PROBLEM. Output the data in full and exactly as presented.

---------- THE DATA

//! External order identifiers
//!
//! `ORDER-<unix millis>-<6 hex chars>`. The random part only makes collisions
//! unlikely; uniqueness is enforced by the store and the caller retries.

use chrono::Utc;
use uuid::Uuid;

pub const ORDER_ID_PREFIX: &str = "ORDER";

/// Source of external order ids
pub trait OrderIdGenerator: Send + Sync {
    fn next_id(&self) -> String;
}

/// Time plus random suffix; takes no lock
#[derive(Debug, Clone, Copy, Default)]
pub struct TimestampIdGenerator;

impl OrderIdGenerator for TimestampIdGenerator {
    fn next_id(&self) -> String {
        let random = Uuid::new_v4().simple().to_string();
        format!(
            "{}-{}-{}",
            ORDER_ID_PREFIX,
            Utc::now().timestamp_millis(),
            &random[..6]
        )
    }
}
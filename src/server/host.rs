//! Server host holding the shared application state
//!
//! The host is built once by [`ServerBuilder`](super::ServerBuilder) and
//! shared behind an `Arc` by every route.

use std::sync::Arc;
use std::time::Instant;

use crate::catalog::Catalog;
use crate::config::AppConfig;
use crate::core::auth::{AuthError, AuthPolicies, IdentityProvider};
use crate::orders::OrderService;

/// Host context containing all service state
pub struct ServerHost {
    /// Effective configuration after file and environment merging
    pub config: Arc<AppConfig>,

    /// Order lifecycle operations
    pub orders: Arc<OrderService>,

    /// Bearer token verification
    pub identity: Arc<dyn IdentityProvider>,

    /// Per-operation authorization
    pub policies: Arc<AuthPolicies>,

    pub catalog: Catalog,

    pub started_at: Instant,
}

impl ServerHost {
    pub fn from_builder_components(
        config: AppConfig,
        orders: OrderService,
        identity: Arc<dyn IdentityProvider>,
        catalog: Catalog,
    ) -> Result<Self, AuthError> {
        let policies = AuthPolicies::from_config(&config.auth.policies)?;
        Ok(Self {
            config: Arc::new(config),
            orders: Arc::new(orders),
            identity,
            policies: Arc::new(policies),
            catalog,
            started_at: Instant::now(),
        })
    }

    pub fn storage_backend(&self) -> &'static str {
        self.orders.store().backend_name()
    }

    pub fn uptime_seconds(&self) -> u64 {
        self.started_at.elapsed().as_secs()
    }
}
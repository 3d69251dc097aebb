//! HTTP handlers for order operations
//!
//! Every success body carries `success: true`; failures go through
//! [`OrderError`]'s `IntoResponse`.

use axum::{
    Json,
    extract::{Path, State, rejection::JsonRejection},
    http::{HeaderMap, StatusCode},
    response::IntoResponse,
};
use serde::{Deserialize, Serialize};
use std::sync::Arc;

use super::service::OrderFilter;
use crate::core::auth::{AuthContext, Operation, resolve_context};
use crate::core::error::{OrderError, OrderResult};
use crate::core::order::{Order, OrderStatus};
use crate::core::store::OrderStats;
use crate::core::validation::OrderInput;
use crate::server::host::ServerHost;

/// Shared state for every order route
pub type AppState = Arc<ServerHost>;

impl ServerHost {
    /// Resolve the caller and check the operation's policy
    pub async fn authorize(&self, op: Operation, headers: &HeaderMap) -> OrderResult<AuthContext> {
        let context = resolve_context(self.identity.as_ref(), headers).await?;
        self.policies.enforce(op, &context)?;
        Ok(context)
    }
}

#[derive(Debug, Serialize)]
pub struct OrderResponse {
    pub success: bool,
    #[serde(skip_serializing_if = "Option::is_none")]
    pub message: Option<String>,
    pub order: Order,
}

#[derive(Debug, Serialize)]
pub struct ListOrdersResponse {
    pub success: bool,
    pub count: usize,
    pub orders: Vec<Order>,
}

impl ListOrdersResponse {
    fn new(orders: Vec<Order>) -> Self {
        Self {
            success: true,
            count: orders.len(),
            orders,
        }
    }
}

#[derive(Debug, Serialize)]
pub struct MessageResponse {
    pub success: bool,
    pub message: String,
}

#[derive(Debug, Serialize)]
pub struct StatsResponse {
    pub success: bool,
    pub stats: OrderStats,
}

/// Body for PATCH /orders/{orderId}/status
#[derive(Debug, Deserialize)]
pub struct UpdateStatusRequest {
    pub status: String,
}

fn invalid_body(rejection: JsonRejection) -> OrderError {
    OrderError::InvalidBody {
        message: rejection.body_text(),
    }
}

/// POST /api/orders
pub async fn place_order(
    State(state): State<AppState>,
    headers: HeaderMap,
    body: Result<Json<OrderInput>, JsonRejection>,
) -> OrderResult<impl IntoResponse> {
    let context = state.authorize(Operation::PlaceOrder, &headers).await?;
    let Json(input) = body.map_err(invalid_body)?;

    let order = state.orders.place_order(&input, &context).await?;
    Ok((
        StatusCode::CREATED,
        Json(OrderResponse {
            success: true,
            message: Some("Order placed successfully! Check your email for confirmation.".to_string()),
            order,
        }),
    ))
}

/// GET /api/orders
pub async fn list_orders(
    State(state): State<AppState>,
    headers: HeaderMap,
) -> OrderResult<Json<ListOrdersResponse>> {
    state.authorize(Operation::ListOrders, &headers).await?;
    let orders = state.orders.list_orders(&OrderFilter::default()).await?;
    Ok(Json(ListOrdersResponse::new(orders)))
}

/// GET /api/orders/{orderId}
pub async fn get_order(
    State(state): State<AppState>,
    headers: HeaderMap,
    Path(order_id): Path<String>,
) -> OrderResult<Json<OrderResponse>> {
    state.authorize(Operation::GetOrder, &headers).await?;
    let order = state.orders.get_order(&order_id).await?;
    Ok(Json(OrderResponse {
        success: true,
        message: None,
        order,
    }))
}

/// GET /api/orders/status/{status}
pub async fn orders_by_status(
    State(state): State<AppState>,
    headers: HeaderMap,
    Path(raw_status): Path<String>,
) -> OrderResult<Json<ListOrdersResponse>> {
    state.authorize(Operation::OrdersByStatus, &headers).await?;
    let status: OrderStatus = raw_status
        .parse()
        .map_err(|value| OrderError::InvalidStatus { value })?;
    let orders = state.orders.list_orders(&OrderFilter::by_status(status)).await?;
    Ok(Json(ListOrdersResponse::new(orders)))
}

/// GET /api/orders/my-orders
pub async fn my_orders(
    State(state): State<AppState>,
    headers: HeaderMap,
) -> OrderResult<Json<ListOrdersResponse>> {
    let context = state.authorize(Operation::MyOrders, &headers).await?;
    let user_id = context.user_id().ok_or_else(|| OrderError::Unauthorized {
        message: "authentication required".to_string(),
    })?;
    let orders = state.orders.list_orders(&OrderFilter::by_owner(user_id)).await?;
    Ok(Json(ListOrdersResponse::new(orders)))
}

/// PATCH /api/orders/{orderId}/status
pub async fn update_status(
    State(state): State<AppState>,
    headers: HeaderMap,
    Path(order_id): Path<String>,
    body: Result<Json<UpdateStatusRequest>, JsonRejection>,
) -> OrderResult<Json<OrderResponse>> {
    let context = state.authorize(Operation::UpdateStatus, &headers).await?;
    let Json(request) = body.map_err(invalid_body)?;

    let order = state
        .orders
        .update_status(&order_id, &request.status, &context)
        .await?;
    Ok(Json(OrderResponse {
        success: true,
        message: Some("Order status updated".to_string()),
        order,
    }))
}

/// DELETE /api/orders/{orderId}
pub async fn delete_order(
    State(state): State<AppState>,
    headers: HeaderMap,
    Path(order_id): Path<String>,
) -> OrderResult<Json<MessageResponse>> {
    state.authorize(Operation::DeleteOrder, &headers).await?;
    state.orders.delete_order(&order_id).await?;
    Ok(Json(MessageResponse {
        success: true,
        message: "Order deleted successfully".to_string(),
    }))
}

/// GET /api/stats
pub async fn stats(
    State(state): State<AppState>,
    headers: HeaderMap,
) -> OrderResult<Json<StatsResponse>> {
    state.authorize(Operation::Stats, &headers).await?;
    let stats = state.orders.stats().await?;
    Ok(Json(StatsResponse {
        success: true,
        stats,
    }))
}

--------------------

ANSWER TO THE PROBLEM.
//! External order identifiers
//!
//! `ORDER-<unix millis>-<6 hex chars>`. The random part only makes collisions
//! unlikely; uniqueness is enforced by the store and the caller retries.

use chrono::Utc;
use uuid::Uuid;

pub const ORDER_ID_PREFIX: &str = "ORDER";

/// Source of external order ids
pub trait OrderIdGenerator: Send + Sync {
    fn next_id(&self) -> String;
}

/// Time plus random suffix; takes no lock
#[derive(Debug, Clone, Copy, Default)]
pub struct TimestampIdGenerator;

impl OrderIdGenerator for TimestampIdGenerator {
    fn next_id(&self) -> String {
        let random = Uuid::new_v4().simple().to_string();
        format!(
            "{}-{}-{}",
            ORDER_ID_PREFIX,
            Utc::now().timestamp_millis(),
            &random[..6]
        )
    }
}
filename src/server/host.rs
//! Server host holding the shared application state
//!
//! The host is built once by [`ServerBuilder`](super::ServerBuilder) and
//! shared behind an `Arc` by every route.

use std::sync::Arc;
use std::time::Instant;

use crate::catalog::Catalog;
use crate::config::AppConfig;
use crate::core::auth::{AuthError, AuthPolicies, IdentityProvider};
use crate::orders::OrderService;

/// Host context containing all service state
pub struct ServerHost {
    /// Effective configuration after file and environment merging
    pub config: Arc<AppConfig>,

    /// Order lifecycle operations
    pub orders: Arc<OrderService>,

    /// Bearer token verification
    pub identity: Arc<dyn IdentityProvider>,

    /// Per-operation authorization
    pub policies: Arc<AuthPolicies>,

    pub catalog: Catalog,

    pub started_at: Instant,
}

impl ServerHost {
    pub fn from_builder_components(
        config: AppConfig,
        orders: OrderService,
        identity: Arc<dyn IdentityProvider>,
        catalog: Catalog,
    ) -> Result<Self, AuthError> {
        let policies = AuthPolicies::from_config(&config.auth.policies)?;
        Ok(Self {
            config: Arc::new(config),
            orders: Arc::new(orders),
            identity,
            policies: Arc::new(policies),
            catalog,
            started_at: Instant::now(),
        })
    }

    pub fn storage_backend(&self) -> &'static str {
        self.orders.store().backend_name()
    }

    pub fn uptime_seconds(&self) -> u64 {
        self.started_at.elapsed().as_secs()
    }
}
repository 3d69251dc097aebb
//! HTTP handlers for order operations
//!
//! Every success body carries `success: true`; failures go through
//! [`OrderError`]'s `IntoResponse`.

use axum::{
    Json,
    extract::{Path, State, rejection::JsonRejection},
    http::{HeaderMap, StatusCode},
    response::IntoResponse,
};
use serde::{Deserialize, Serialize};
use std::sync::Arc;

use super::service::OrderFilter;
use crate::core::auth::{AuthContext, Operation, resolve_context};
use crate::core::error::{OrderError, OrderResult};
use crate::core::order::{Order, OrderStatus};
use crate::core::store::OrderStats;
use crate::core::validation::OrderInput;
use crate::server::host::ServerHost;

/// Shared state for every order route
pub type AppState = Arc<ServerHost>;

impl ServerHost {
    /// Resolve the caller and check the operation's policy
    pub async fn authorize(&self, op: Operation, headers: &HeaderMap) -> OrderResult<AuthContext> {
        let context = resolve_context(self.identity.as_ref(), headers).await?;
        self.policies.enforce(op, &context)?;
        Ok(context)
    }
}

#[derive(Debug, Serialize)]
pub struct OrderResponse {
    pub success: bool,
    #[serde(skip_serializing_if = "Option::is_none")]
    pub message: Option<String>,
    pub order: Order,
}

#[derive(Debug, Serialize)]
pub struct ListOrdersResponse {
    pub success: bool,
    pub count: usize,
    pub orders: Vec<Order>,
}

impl ListOrdersResponse {
    fn new(orders: Vec<Order>) -> Self {
        Self {
            success: true,
            count: orders.len(),
            orders,
        }
    }
}

#[derive(Debug, Serialize)]
pub struct MessageResponse {
    pub success: bool,
    pub message: String,
}

#[derive(Debug, Serialize)]
pub struct StatsResponse {
    pub success: bool,
    pub stats: OrderStats,
}

/// Body for PATCH /orders/{orderId}/status
#[derive(Debug, Deserialize)]
pub struct UpdateStatusRequest {
    pub status: String,
}

fn invalid_body(rejection: JsonRejection) -> OrderError {
    OrderError::InvalidBody {
        message: rejection.body_text(),
    }
}

/// POST /api/orders
pub async fn place_order(
    State(state): State<AppState>,
    headers: HeaderMap,
    body: Result<Json<OrderInput>, JsonRejection>,
) -> OrderResult<impl IntoResponse> {
    let context = state.authorize(Operation::PlaceOrder, &headers).await?;
    let Json(input) = body.map_err(invalid_body)?;

    let order = state.orders.place_order(&input, &context).await?;
    Ok((
        StatusCode::CREATED,
        Json(OrderResponse {
            success: true,
            message: Some("Order placed successfully! Check your email for confirmation.".to_string()),
            order,
        }),
    ))
}

/// GET /api/orders
pub async fn list_orders(
    State(state): State<AppState>,
    headers: HeaderMap,
) -> OrderResult<Json<ListOrdersResponse>> {
    state.authorize(Operation::ListOrders, &headers).await?;
    let orders = state.orders.list_orders(&OrderFilter::default()).await?;
    Ok(Json(ListOrdersResponse::new(orders)))
}

/// GET /api/orders/{orderId}
pub async fn get_order(
    State(state): State<AppState>,
    headers: HeaderMap,
    Path(order_id): Path<String>,
) -> OrderResult<Json<OrderResponse>> {
    state.authorize(Operation::GetOrder, &headers).await?;
    let order = state.orders.get_order(&order_id).await?;
    Ok(Json(OrderResponse {
        success: true,
        message: None,
        order,
    }))
}

/// GET /api/orders/status/{status}
pub async fn orders_by_status(
    State(state): State<AppState>,
    headers: HeaderMap,
    Path(raw_status): Path<String>,
) -> OrderResult<Json<ListOrdersResponse>> {
    state.authorize(Operation::OrdersByStatus, &headers).await?;
    let status: OrderStatus = raw_status
        .parse()
        .map_err(|value| OrderError::InvalidStatus { value })?;
    let orders = state.orders.list_orders(&OrderFilter::by_status(status)).await?;
    Ok(Json(ListOrdersResponse::new(orders)))
}

/// GET /api/orders/my-orders
pub async fn my_orders(
    State(state): State<AppState>,
    headers: HeaderMap,
) -> OrderResult<Json<ListOrdersResponse>> {
    let context = state.authorize(Operation::MyOrders, &headers).await?;
    let user_id = context.user_id().ok_or_else(|| OrderError::Unauthorized {
        message: "authentication required".to_string(),
    })?;
    let orders = state.orders.list_orders(&OrderFilter::by_owner(user_id)).await?;
    Ok(Json(ListOrdersResponse::new(orders)))
}

/// PATCH /api/orders/{orderId}/status
pub async fn update_status(
    State(state): State<AppState>,
    headers: HeaderMap,
    Path(order_id): Path<String>,
    body: Result<Json<UpdateStatusRequest>, JsonRejection>,
) -> OrderResult<Json<OrderResponse>> {
    let context = state.authorize(Operation::UpdateStatus, &headers).await?;
    let Json(request) = body.map_err(invalid_body)?;

    let order = state
        .orders
        .update_status(&order_id, &request.status, &context)
        .await?;
    Ok(Json(OrderResponse {
        success: true,
        message: Some("Order status updated".to_string()),
        order,
    }))
}

/// DELETE /api/orders/{orderId}
pub async fn delete_order(
    State(state): State<AppState>,
    headers: HeaderMap,
    Path(order_id): Path<String>,
) -> OrderResult<Json<MessageResponse>> {
    state.authorize(Operation::DeleteOrder, &headers).await?;
    state.orders.delete_order(&order_id).await?;
    Ok(Json(MessageResponse {
        success: true,
        message: "Order deleted successfully".to_string(),
    }))
}

/// GET /api/stats
pub async fn stats(
    State(state): State<AppState>,
    headers: HeaderMap,
) -> OrderResult<Json<StatsResponse>> {
    state.authorize(Operation::Stats, &headers).await?;
    let stats = state.orders.stats().await?;
    Ok(Json(StatsResponse {
        success: true,
        stats,
    }))
}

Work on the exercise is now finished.